Children often pick up new ways of doing things at daycare. Some of these habits are good, others a challenge.
There are several strategies that you should use to help your daughter.
1. Pay a lot of attention to her positive behavior e.g., when she is friendly, nice to people, or helpful. Notice specific good behavior at least five times more often than you notice negative behavior.
Notice the good by:
- saying things like “I really like it when you …”
- smiling at her
- giving her hugs
- telling others about her good behavior so she can hear it
Paying attention to her good behavior will improve your relationship with her. She will learn to value what you think.

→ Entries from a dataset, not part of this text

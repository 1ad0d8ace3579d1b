// Registry bookkeeping for the output and seat globals.
use smithay_client_toolkit::{
    output::OutputState,
    registry::{ProvidesRegistryState, RegistryState},
    registry_handlers,
    seat::SeatState,
};

use super::super::state::WaylandState;

impl ProvidesRegistryState for WaylandState {
    fn registry(&mut self) -> &mut RegistryState {
        &mut self.registry_state
    }

    registry_handlers![OutputState, SeatState];
}
//! Eight-bit RGB color type and the fixed ink palette.

/// Represents an opaque color with 8-bit components.
///
/// # Examples
///
/// ```
/// use vblackboard::draw::Color;
/// let red = Color::rgb(255, 0, 0);
/// assert_eq!(red, vblackboard::draw::RED);
/// ```
#[derive(Clone, Copy, Debug, PartialEq, Eq, Hash)]
pub struct Color {
    /// Red component
    pub r: u8,
    /// Green component
    pub g: u8,
    /// Blue component
    pub b: u8,
}

impl Color {
    /// Creates a new color from RGB components.
    pub const fn rgb(r: u8, g: u8, b: u8) -> Self {
        Self { r, g, b }
    }

    /// Returns the components scaled to 0.0..=1.0, as Cairo expects them.
    pub fn to_unit_rgb(self) -> (f64, f64, f64) {
        (
            f64::from(self.r) / 255.0,
            f64::from(self.g) / 255.0,
            f64::from(self.b) / 255.0,
        )
    }
}

// ============================================================================
// Predefined Color Constants
// ============================================================================

/// Predefined red color
pub const RED: Color = Color::rgb(255, 0, 0);

/// Predefined green color
pub const GREEN: Color = Color::rgb(0, 255, 0);

/// Predefined blue color
pub const BLUE: Color = Color::rgb(0, 0, 255);

/// Predefined black color
pub const BLACK: Color = Color::rgb(0, 0, 0);

/// Predefined white color
pub const WHITE: Color = Color::rgb(255, 255, 255);

/// Predefined pale blue color
pub const PALE_BLUE: Color = Color::rgb(128, 128, 255);

/// Predefined yellow color
pub const YELLOW: Color = Color::rgb(255, 255, 0);

/// Predefined orange color
pub const ORANGE: Color = Color::rgb(255, 140, 0);

/// Color used for the canvas background and by the eraser.
pub const BACKGROUND: Color = WHITE;

// ============================================================================
// Ink Palette
// ============================================================================

/// Selectable ink colors, in the order they appear in the line-characteristics panel.
pub const PALETTE: [Color; 8] = [RED, GREEN, BLUE, BLACK, WHITE, PALE_BLUE, YELLOW, ORANGE];

/// Names accepted for [`PALETTE`] entries in configuration files.
pub const PALETTE_NAMES: [&str; 8] = [
    "red", "green", "blue", "black", "white", "paleblue", "yellow", "orange",
];

/// Palette index of black, the initial ink.
pub const DEFAULT_INK: usize = 3;

/// Returns the palette color at `index`, falling back to the default ink.
pub fn palette_color(index: usize) -> Color {
    PALETTE.get(index).copied().unwrap_or(PALETTE[DEFAULT_INK])
}

/// Looks up a palette entry by name (case-insensitive, `-`/`_`/space ignored).
pub fn palette_index_by_name(name: &str) -> Option<usize> {
    let normalized: String = name
        .chars()
        .filter(|c| !matches!(c, '-' | '_' | ' '))
        .flat_map(char::to_lowercase)
        .collect();
    PALETTE_NAMES.iter().position(|entry| *entry == normalized)
}

#[cfg(test)]
mod tests {
    use super::*;

    #[test]
    fn palette_names_resolve_to_matching_colors() {
        assert_eq!(palette_index_by_name("Black"), Some(DEFAULT_INK));
        assert_eq!(palette_index_by_name("pale_blue"), Some(5));
        assert_eq!(palette_color(5), PALE_BLUE);
        assert_eq!(palette_index_by_name("magenta"), None);
    }

    #[test]
    fn out_of_range_index_falls_back_to_default_ink() {
        assert_eq!(palette_color(42), BLACK);
    }
}
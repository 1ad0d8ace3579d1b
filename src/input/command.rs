//! Commands the blackboard understands and who executes them.

use crate::slides::Navigation;

/// A user-level command, produced by menu clicks and key presses.
#[derive(Debug, Clone, Copy, PartialEq, Eq, Hash)]
pub enum Command {
    /// Switch between drawing and erasing.
    ToggleMode,
    /// Open the color/width panel.
    LineCharacteristics,
    Next,
    Previous,
    /// Clear every trace and the canvas.
    EraseAll,
    /// Clear the canvas only; traces survive and are merged back.
    EraseSlide,
    /// Clear every trace, then put the slide back.
    EraseTraces,
    Save,
    Quit,
    FastForward,
    FastBackward,
    FirstSlide,
    LastSlide,
    NoOp,
}

/// Which component executes a command.
#[derive(Debug, Clone, Copy, PartialEq, Eq)]
pub enum Target {
    Board,
    Slides,
}

/// Menu commands in strip order. Label `i` of the localization file is
/// bound to entry `i`.
pub const MENU_COMMANDS: [Command; 9] = [
    Command::ToggleMode,
    Command::LineCharacteristics,
    Command::Next,
    Command::Previous,
    Command::EraseAll,
    Command::EraseSlide,
    Command::EraseTraces,
    Command::Save,
    Command::Quit,
];

impl Command {
    pub fn target(self) -> Target {
        match self.navigation() {
            Some(_) => Target::Slides,
            None => Target::Board,
        }
    }

    /// The slide navigation this command requests, if any.
    pub fn navigation(self) -> Option<Navigation> {
        match self {
            Command::Next => Some(Navigation::Next),
            Command::Previous => Some(Navigation::Previous),
            Command::FastForward => Some(Navigation::FastForward),
            Command::FastBackward => Some(Navigation::FastBackward),
            Command::FirstSlide => Some(Navigation::First),
            Command::LastSlide => Some(Navigation::Last),
            _ => None,
        }
    }
}
//! PNG output through Cairo's encoder.

use cairo::{Format, ImageSurface};
use std::io::Write;

use super::{CanvasWriter, PersistError};
use crate::draw::PixelBuffer;

#[derive(Debug, Clone, Copy, Default)]
pub struct PngWriter;

fn encode_err(err: impl std::fmt::Display) -> PersistError {
    PersistError::Encode(err.to_string())
}

impl CanvasWriter for PngWriter {
    fn extension(&self) -> &'static str {
        "png"
    }

    fn encode(
        &self,
        out: &mut dyn Write,
        canvas: &PixelBuffer,
        top_row: usize,
    ) -> Result<(), PersistError> {
        let width = canvas.width() as i32;
        let height = canvas.height().saturating_sub(top_row) as i32;
        let mut surface = ImageSurface::create(Format::Rgb24, width, height).map_err(encode_err)?;
        let stride = surface.stride() as usize;
        {
            let mut data = surface.data().map_err(encode_err)?;
            let format = canvas.format();
            let bpp = format.bytes_per_pixel();
            for (out_row, row) in (top_row..canvas.height()).enumerate() {
                let Some(pixels) = canvas.row(row) else {
                    continue;
                };
                for (col, px) in pixels.chunks_exact(bpp).enumerate() {
                    let color = format.decode(px);
                    let xrgb = (u32::from(color.r) << 16) | (u32::from(color.g) << 8) | u32::from(color.b);
                    let start = out_row * stride + col * 4;
                    if let Some(dst) = data.get_mut(start..start + 4) {
                        dst.copy_from_slice(&xrgb.to_ne_bytes());
                    }
                }
            }
        }
        surface.mark_dirty();

        let mut stream = out;
        surface.write_to_png(&mut stream).map_err(encode_err)?;
        Ok(())
    }
}
//! Blackboard state and event dispatch.

use log::{debug, trace};
use std::path::PathBuf;

use super::confirm::ConfirmBox;
use super::palette::PaletteSelector;
use crate::config::{AcceleratorTable, MenuLabel, SaveMessages, Strings};
use crate::draw::{
    DirtyTracker, LayerStore, PaletteGeometry, Pen, PixelBuffer, PixelFormat, ScreenGeometry,
    TextRenderer,
};
use crate::input::events::InputEvent;
use crate::input::router::MenuLayout;
use crate::persist::{CanvasWriter, SaveTarget};
use crate::slides::SlideSource;
use crate::util::Rect;

/// Interactions that take over input until dismissed.
///
/// While a modal is open, every event it does not accept is dropped.
#[derive(Debug, Clone)]
pub enum Modal {
    /// Startup image; any key or button dismisses it.
    Splash,
    /// Line-characteristics panel; left only through its OK button.
    Palette(PaletteSelector),
    /// Save result message; left only through its OK button.
    Confirm(ConfirmBox),
}

impl Modal {
    /// Whether this modal consumes `event`.
    pub fn accepts(&self, event: &InputEvent) -> bool {
        match self {
            Modal::Splash => matches!(
                event,
                InputEvent::ButtonPress { .. } | InputEvent::KeyPress(_)
            ),
            Modal::Palette(_) | Modal::Confirm(_) => {
                matches!(event, InputEvent::ButtonPress { .. })
            }
        }
    }
}

/// External services the blackboard drives.
pub struct Collaborators {
    pub slides: Box<dyn SlideSource>,
    pub writer: Box<dyn CanvasWriter>,
    pub text: Box<dyn TextRenderer>,
}

/// The interactive blackboard: layers, pen, menu and modal state.
///
/// The backend feeds it [`InputEvent`]s through [`Blackboard::handle_event`],
/// presents [`Blackboard::visible`] and pushes the rectangles returned by
/// [`Blackboard::take_dirty_regions`] to the screen.
pub struct Blackboard {
    /// Current pen characteristics and stroke progress
    pub pen: Pen,
    /// Set when Quit has been executed
    pub should_exit: bool,
    /// Whether anything was drawn since the last presentation
    pub needs_redraw: bool,
    pub(crate) geometry: ScreenGeometry,
    pub(crate) menu: MenuLayout,
    pub(crate) palette: PaletteGeometry,
    pub(crate) layers: LayerStore,
    pub(crate) labels: Vec<MenuLabel>,
    pub(crate) accelerators: AcceleratorTable,
    pub(crate) save_messages: SaveMessages,
    pub(crate) save_target: SaveTarget,
    pub(crate) modal: Option<Modal>,
    pub(crate) slides: Box<dyn SlideSource>,
    pub(crate) writer: Box<dyn CanvasWriter>,
    pub(crate) text: Box<dyn TextRenderer>,
    pub(crate) dirty_tracker: DirtyTracker,
}

impl Blackboard {
    /// Creates a blackboard for a screen of the given geometry.
    ///
    /// Nothing is painted until [`Blackboard::prepare`] runs.
    pub fn new(
        geometry: ScreenGeometry,
        format: PixelFormat,
        strings: &Strings,
        pen: Pen,
        save_directory: PathBuf,
        collaborators: Collaborators,
    ) -> Self {
        let Collaborators {
            mut slides,
            writer,
            text,
        } = collaborators;
        slides.fit_to(geometry.width, geometry.canvas_height());

        Self {
            pen,
            should_exit: false,
            needs_redraw: false,
            geometry,
            menu: MenuLayout::new(&geometry, strings.labels().len()),
            palette: PaletteGeometry::new(&geometry),
            layers: LayerStore::new(&geometry, format),
            labels: strings.labels().to_vec(),
            accelerators: strings.accelerators().clone(),
            save_messages: strings.save_messages().clone(),
            save_target: SaveTarget::new(save_directory),
            modal: None,
            slides,
            writer,
            text,
            dirty_tracker: DirtyTracker::new(),
        }
    }

    pub fn geometry(&self) -> &ScreenGeometry {
        &self.geometry
    }

    /// The full-screen buffer that is presented.
    pub fn visible(&self) -> &PixelBuffer {
        self.layers.visible()
    }

    /// The ink-only layer below the menu strip.
    pub fn trace(&self) -> &PixelBuffer {
        self.layers.trace()
    }

    pub fn menu(&self) -> &MenuLayout {
        &self.menu
    }

    pub fn palette_geometry(&self) -> &PaletteGeometry {
        &self.palette
    }

    pub fn modal(&self) -> Option<&Modal> {
        self.modal.as_ref()
    }

    pub fn save_target(&self) -> &SaveTarget {
        &self.save_target
    }

    pub fn slides(&self) -> &dyn SlideSource {
        self.slides.as_ref()
    }

    /// Paints the splash if the slide source has one, otherwise the menu and
    /// the first page.
    pub fn prepare(&mut self) {
        let splash = self.slides.splash();
        if let Some(image) = splash {
            let x = (self.geometry.width - image.width() as i32) / 2;
            let y = (self.geometry.height - image.height() as i32) / 2;
            let screen = self.geometry.screen_rect();
            self.layers.visible_mut().blit(&image, x, y, screen);
            self.modal = Some(Modal::Splash);
            debug!("Showing splash {}x{}", image.width(), image.height());
            self.mark_full_damage();
            return;
        }
        self.paint_menu();
        self.recomposite();
    }

    /// Routes one input event, honoring the active modal's filter.
    pub fn handle_event(&mut self, event: InputEvent) {
        if let Some(modal) = &self.modal {
            if !modal.accepts(&event) {
                trace!("Modal dropped {:?}", event);
                return;
            }
            self.on_modal_event(event);
            return;
        }
        match event {
            InputEvent::ButtonPress { x, y } => self.on_button_press(x, y),
            InputEvent::ButtonRelease { x, y } => self.on_button_release(x, y),
            InputEvent::Motion { x, y } => self.on_motion(x, y),
            InputEvent::KeyPress(key) => self.on_key_press(key),
        }
    }

    /// Redraws the canvas from scratch: clear, current page, then ink.
    pub(crate) fn recomposite(&mut self) {
        let page = self.slides.current_page();
        self.layers.show(None);
        if page.is_some() {
            self.layers.show(page);
        }
        self.layers.merge();
        let canvas = self.layers.canvas_rect();
        self.mark_damage(canvas);
    }

    /// Drains the areas changed since the last call.
    pub fn take_dirty_regions(&mut self) -> Vec<Rect> {
        self.needs_redraw = false;
        self.dirty_tracker
            .take_regions(self.geometry.width, self.geometry.height)
    }

    pub(crate) fn mark_damage(&mut self, rect: Rect) {
        self.dirty_tracker.mark_rect(rect);
        self.needs_redraw = true;
    }

    pub(crate) fn mark_full_damage(&mut self) {
        self.dirty_tracker.mark_full();
        self.needs_redraw = true;
    }
}
// Layer-shell configure/close: the first sized configure builds the blackboard.
use log::{debug, info};
use smithay_client_toolkit::shell::wlr_layer::{
    LayerShellHandler, LayerSurface, LayerSurfaceConfigure,
};
use wayland_client::{Connection, QueueHandle};

use super::super::state::WaylandState;

impl LayerShellHandler for WaylandState {
    fn closed(&mut self, _conn: &Connection, _qh: &QueueHandle<Self>, _layer: &LayerSurface) {
        info!("Layer surface closed by compositor");
        self.closed = true;
    }

    fn configure(
        &mut self,
        _conn: &Connection,
        _qh: &QueueHandle<Self>,
        _layer: &LayerSurface,
        configure: LayerSurfaceConfigure,
        _serial: u32,
    ) {
        let (width, height) = configure.new_size;
        debug!("Layer surface configure: {}x{}", width, height);

        if self.surface.fix_size(width, height) {
            info!("Blackboard surface is {}x{}", width, height);
            self.ensure_board();
        } else if !self.surface.is_configured() {
            debug!("Waiting for a configure that carries a size");
        }
    }
}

2. Your daughter knows you don’t like her to whine and complain. No need to tell her over and over. Ignore her whining and complaining every time. Don’t give her any attention for her whining and complaining. Don’t punish her. Just turn away. This is very hard to do. She will increase her whining and complaining for a few days or a week or maybe even more. It is important that you be consistent.
3. When your daughter hits you or anyone else, firmly say “No hitting”. Put her in a 2-3 minute time out. That is put her in a boring place, maybe a chair in the corner for 2 minutes after she is quiet and stays in the chair. Don’t give her a lecture. Don’t get angry, just be firm.
We have used this combination of strategies to help the parents of hundreds of children get control of problems like those of your daughter. It is hard to do but works really well.